Task requirements: Print the complete set of entries exactly.

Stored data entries
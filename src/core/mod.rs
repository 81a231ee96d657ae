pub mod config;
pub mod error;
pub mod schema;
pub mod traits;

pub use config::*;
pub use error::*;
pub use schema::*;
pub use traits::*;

Exercise solution:
filename src/core/mod.rs
repository 81a231ee96d657ae
pub mod config;
pub mod error;
pub mod schema;
pub mod traits;

pub use config::*;
pub use error::*;
pub use schema::*;
pub use traits::*;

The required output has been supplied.